• Task to carry out: Each line of the listing below, from the very first to the one that contains "pub mod intake;", is to be retyped exactly as it stands.
BEGIN Data for review
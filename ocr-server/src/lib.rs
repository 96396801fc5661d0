//! OCR intake server.
//!
//! Accepts an uploaded image over HTTP, archives a metadata record of it,
//! binarizes it and runs Tesseract over the result.

pub mod api;
pub mod config;
pub mod error;
pub mod intake;
pub mod ocr;
pub mod pipeline;
pub mod status;

pub use api::{create_router, AppState};
pub use config::Config;
pub use error::{Result, ServerError};
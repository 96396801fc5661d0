use std::fs;
use std::io::Write;
use std::path::Path;

use tempfile::NamedTempFile;
use uuid::Uuid;

use crate::error::{Result, ServerError};

/// A per-request copy of an upload on disk. The file is removed when this is
/// dropped, whether the request succeeded or not.
#[derive(Debug)]
pub struct ScratchFile {
    file: NamedTempFile,
}

impl ScratchFile {
    pub fn create(dir: &Path, request_id: Uuid, bytes: &[u8]) -> Result<Self> {
        fs::create_dir_all(dir).map_err(|e| {
            ServerError::Internal(format!(
                "cannot create scratch directory {}: {e}",
                dir.display()
            ))
        })?;

        let prefix = format!("upload-{request_id}-");
        let mut file = tempfile::Builder::new()
            .prefix(&prefix)
            .suffix(".img")
            .tempfile_in(dir)?;
        file.write_all(bytes)?;
        file.flush()?;

        Ok(Self { file })
    }

    pub fn path(&self) -> &Path {
        self.file.path()
    }
}

#[cfg(test)]
mod tests {
    use super::*;

    #[test]
    fn scratch_file_holds_bytes_and_is_removed_on_drop() {
        let dir = tempfile::tempdir().unwrap();
        let id = Uuid::new_v4();

        let scratch = ScratchFile::create(dir.path(), id, b"payload").unwrap();
        let path = scratch.path().to_path_buf();
        assert_eq!(fs::read(&path).unwrap(), b"payload");
        assert!(path
            .file_name()
            .unwrap()
            .to_string_lossy()
            .contains(&id.to_string()));

        drop(scratch);
        assert!(!path.exists());
    }

    #[test]
    fn concurrent_requests_get_distinct_paths() {
        let dir = tempfile::tempdir().unwrap();
        let a = ScratchFile::create(dir.path(), Uuid::new_v4(), b"a").unwrap();
        let b = ScratchFile::create(dir.path(), Uuid::new_v4(), b"b").unwrap();

        assert_ne!(a.path(), b.path());
        assert_eq!(fs::read(a.path()).unwrap(), b"a");
        assert_eq!(fs::read(b.path()).unwrap(), b"b");
    }

    #[test]
    fn scratch_directory_is_created_on_demand() {
        let dir = tempfile::tempdir().unwrap();
        let nested = dir.path().join("scratch").join("deeper");
        let scratch = ScratchFile::create(&nested, Uuid::new_v4(), b"x").unwrap();
        assert!(scratch.path().starts_with(&nested));
    }
}
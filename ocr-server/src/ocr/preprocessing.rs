use std::path::Path;

use image::{GenericImageView, GrayImage, ImageReader};
use imageproc::contrast::{otsu_level, threshold, ThresholdType};
use imageproc::filter::gaussian_blur_f32;

use crate::error::{Result, ServerError};

/// Standard deviation matching a 5x5 Gaussian kernel
/// (`0.3 * ((5 - 1) * 0.5 - 1) + 0.8`).
pub const BLUR_SIGMA: f32 = 1.1;

/// Preprocess an image file for OCR.
///
/// See [`preprocess_bytes`] for the pipeline.
pub fn preprocess(path: &Path) -> Result<GrayImage> {
    let bytes = std::fs::read(path).map_err(|e| {
        ServerError::Preprocess(format!("Failed to read image {}: {e}", path.display()))
    })?;
    preprocess_bytes(&bytes)
}

/// Preprocess encoded image bytes for OCR.
///
/// Fixed pipeline, no knobs:
/// 1. Decode (format guessed from the content, not the filename)
/// 2. Convert to single-channel greyscale
/// 3. Gaussian blur to suppress noise
/// 4. Binarize at the Otsu level of the blurred image
///
/// The result only contains the values 0 and 255.
pub fn preprocess_bytes(bytes: &[u8]) -> Result<GrayImage> {
    if bytes.is_empty() {
        return Err(ServerError::Preprocess("Image is empty".to_string()));
    }

    let img = ImageReader::new(std::io::Cursor::new(bytes))
        .with_guessed_format()
        .map_err(|e| ServerError::Preprocess(format!("Failed to read image: {e}")))?
        .decode()
        .map_err(|e| ServerError::Preprocess(format!("Failed to decode image: {e}")))?;

    let (width, height) = img.dimensions();
    if width == 0 || height == 0 {
        return Err(ServerError::Preprocess(format!(
            "Image has no pixels: {width}x{height}"
        )));
    }

    let gray = img.to_luma8();
    let blurred = gaussian_blur_f32(&gray, BLUR_SIGMA);
    let level = otsu_level(&blurred);

    tracing::debug!(width, height, otsu_level = level, "Image preprocessed");

    Ok(threshold(&blurred, level, ThresholdType::Binary))
}
//! Upload intake: everything that happens to an upload before OCR.
//!
//! - [`sanitize`] turns the client filename into a path-safe token
//! - [`content_hash`] identifies the bytes
//! - [`archive`] writes the dated metadata bundle
//! - [`ScratchFile`] gives each request its own copy on disk

pub mod archive;
mod hash;
mod sanitize;
mod scratch;

use chrono::{DateTime, Local};
use serde::Serialize;

pub use archive::{archive, read_archive, ArchivedMetadata};
pub use hash::content_hash;
pub use sanitize::{sanitize, FALLBACK_TOKEN};
pub use scratch::ScratchFile;

/// An uploaded file as received from the client.
#[derive(Debug, Clone)]
pub struct Upload {
    pub file_name: String,
    pub bytes: Vec<u8>,
}

/// Metadata kept for every upload. Written once, never updated.
#[derive(Debug, Clone, PartialEq, Eq, Serialize)]
pub struct UploadRecord {
    pub original_filename: String,
    pub content_hash: String,
    pub sanitized_token: String,
    pub received_at: DateTime<Local>,
}

impl UploadRecord {
    pub fn new(upload: &Upload) -> Self {
        Self {
            original_filename: upload.file_name.clone(),
            content_hash: content_hash(&upload.bytes),
            sanitized_token: sanitize(&upload.file_name),
            received_at: Local::now(),
        }
    }
}
//! Image preprocessing and text extraction.
//!
//! Preprocessing is a fixed greyscale → blur → Otsu binarization pass built on
//! `imageproc`. Extraction goes through Tesseract via `leptess`, English only.
//! When Tesseract cannot be loaded the provider degrades: extraction returns
//! [`EXTRACTION_FAILED`] instead of erroring.

mod preprocessing;
mod provider;

pub use preprocessing::{preprocess, preprocess_bytes, BLUR_SIGMA};
pub use provider::{OcrProvider, EXTRACTION_FAILED};
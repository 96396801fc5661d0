use std::convert::Infallible;
use std::net::SocketAddr;

use axum::extract::{ConnectInfo, FromRequestParts, Multipart};
use axum::http::request::Parts;
use uuid::Uuid;
use validator::Validate;

use crate::error::{Result, ServerError};
use crate::intake::Upload;
use crate::status::RequestLogEntry;

/// Multipart field carrying the image.
pub const IMAGE_FIELD: &str = "image";

/// Who sent a request, plus a fresh id for it.
#[derive(Debug, Clone)]
pub struct RequestMeta {
    pub request_id: Uuid,
    pub source: String,
    pub headers: Vec<(String, String)>,
}

impl RequestMeta {
    pub fn log_entry(&self, message: impl Into<String>) -> RequestLogEntry {
        RequestLogEntry::new(
            self.request_id,
            self.source.clone(),
            self.headers.clone(),
            message,
        )
    }
}

impl<S> FromRequestParts<S> for RequestMeta
where
    S: Send + Sync,
{
    type Rejection = Infallible;

    async fn from_request_parts(
        parts: &mut Parts,
        _state: &S,
    ) -> std::result::Result<Self, Self::Rejection> {
        let source = parts
            .extensions
            .get::<ConnectInfo<SocketAddr>>()
            .map(|ConnectInfo(addr)| addr.ip().to_string())
            .or_else(|| {
                parts
                    .headers
                    .get("x-forwarded-for")
                    .and_then(|h| h.to_str().ok())
                    .and_then(|h| h.split(',').next())
                    .map(|ip| ip.trim().to_string())
            })
            .unwrap_or_else(|| "unknown".to_string());

        let headers = parts
            .headers
            .iter()
            .map(|(name, value)| {
                (
                    name.to_string(),
                    String::from_utf8_lossy(value.as_bytes()).into_owned(),
                )
            })
            .collect();

        Ok(Self {
            request_id: Uuid::new_v4(),
            source,
            headers,
        })
    }
}

/// The upload form shared by `/process_image` and `/demo`.
#[derive(Debug, Default, Validate)]
pub struct UploadForm {
    /// Set only for parts sent as a file upload. A plain text part named
    /// `image` leaves this empty and fails validation.
    #[validate(required(message = "Please choose an image to upload."))]
    pub file_name: Option<String>,
    #[validate(
        required(message = "Please choose an image to upload."),
        length(min = 1, message = "The uploaded image is empty.")
    )]
    pub image: Option<Vec<u8>>,
}

impl UploadForm {
    /// Drain a multipart body, keeping the `image` file part and ignoring the
    /// rest. Only the first file part named `image` counts.
    pub async fn from_multipart(mut multipart: Multipart) -> Result<Self> {
        let mut form = Self::default();

        while let Some(field) = multipart
            .next_field()
            .await
            .map_err(|e| ServerError::Upload(format!("Malformed multipart body: {e}")))?
        {
            if field.name() != Some(IMAGE_FIELD) || form.image.is_some() {
                continue;
            }
            let Some(file_name) = field.file_name().map(str::to_string) else {
                continue;
            };

            form.file_name = Some(file_name);
            let bytes = field
                .bytes()
                .await
                .map_err(|e| ServerError::Upload(format!("Failed to read image: {e}")))?;
            form.image = Some(bytes.to_vec());
        }

        Ok(form)
    }

    /// Validate and convert into an [`Upload`]. The error carries a message
    /// fit for showing to the user.
    pub fn into_upload(self) -> Result<Upload> {
        if let Err(errors) = self.validate() {
            let message = errors
                .field_errors()
                .values()
                .flat_map(|errs| errs.iter())
                .filter_map(|e| e.message.as_ref().map(|m| m.to_string()))
                .next()
                .unwrap_or_else(|| errors.to_string());
            return Err(ServerError::Upload(message));
        }

        Ok(Upload {
            file_name: self.file_name.unwrap_or_default(),
            bytes: self.image.unwrap_or_default(),
        })
    }
}
use std::path::PathBuf;
use std::sync::Arc;

use image::GrayImage;
use uuid::Uuid;

use crate::config::StorageConfig;
use crate::error::{Result, ServerError};
use crate::intake::{self, ScratchFile, Upload, UploadRecord};
use crate::ocr::{preprocess, OcrProvider};
use crate::status::ServerStatus;

/// What a successful run produced.
#[derive(Debug, Clone)]
pub struct PipelineOutcome {
    pub request_id: Uuid,
    pub record: UploadRecord,
    /// `None` when archiving failed; the OCR result is still returned.
    pub archive_path: Option<PathBuf>,
    pub extracted_text: String,
}

/// Upload → archive → scratch file → preprocess → OCR, shared by the JSON
/// endpoint and the demo page.
#[derive(Clone)]
pub struct OcrPipeline {
    ocr: OcrProvider,
    status: Arc<ServerStatus>,
    storage: StorageConfig,
}

impl OcrPipeline {
    pub fn new(ocr: OcrProvider, status: Arc<ServerStatus>, storage: StorageConfig) -> Self {
        Self {
            ocr,
            status,
            storage,
        }
    }

    pub fn ocr(&self) -> &OcrProvider {
        &self.ocr
    }

    /// Run one upload through the pipeline.
    ///
    /// Moves the status to `processing`, and on success bumps the processed
    /// counter and moves it to `ready`. Failures are returned untouched; the
    /// handler boundary is responsible for flagging `error`.
    pub async fn run(&self, request_id: Uuid, upload: Upload) -> Result<PipelineOutcome> {
        self.status.begin_processing();

        let storage = self.storage.clone();
        let (record, archive_path, image) =
            tokio::task::spawn_blocking(move || persist_and_preprocess(request_id, upload, &storage))
                .await
                .map_err(|e| ServerError::Internal(format!("preprocessing task failed: {e}")))??;

        let extracted_text = self.ocr.extract(&image).await;
        let processed = self.status.complete();

        tracing::info!(
            %request_id,
            hash = %record.content_hash,
            token = %record.sanitized_token,
            archived = archive_path.is_some(),
            chars = extracted_text.len(),
            processed,
            "Image processed"
        );

        Ok(PipelineOutcome {
            request_id,
            record,
            archive_path,
            extracted_text,
        })
    }
}

fn persist_and_preprocess(
    request_id: Uuid,
    upload: Upload,
    storage: &StorageConfig,
) -> Result<(UploadRecord, Option<PathBuf>, GrayImage)> {
    let record = UploadRecord::new(&upload);

    let archive_path = match intake::archive(
        &upload.bytes,
        &record.original_filename,
        &record.content_hash,
        &record.sanitized_token,
        &storage.archive_dir,
    ) {
        Ok(path) => Some(path),
        Err(e) => {
            tracing::warn!(%request_id, error = %e, "Archiving upload failed, continuing without it");
            None
        }
    };

    let scratch = ScratchFile::create(&storage.scratch_dir, request_id, &upload.bytes)?;
    let image = preprocess(scratch.path())?;

    Ok((record, archive_path, image))
}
END Data for review
• Task answer:
filename ocr-server/src/lib.rs
repository 96396801fc5661d0
//! OCR intake server.
//!
//! Accepts an uploaded image over HTTP, archives a metadata record of it,
//! binarizes it and runs Tesseract over the result.

pub mod api;
pub mod config;
pub mod error;
pub mod intake;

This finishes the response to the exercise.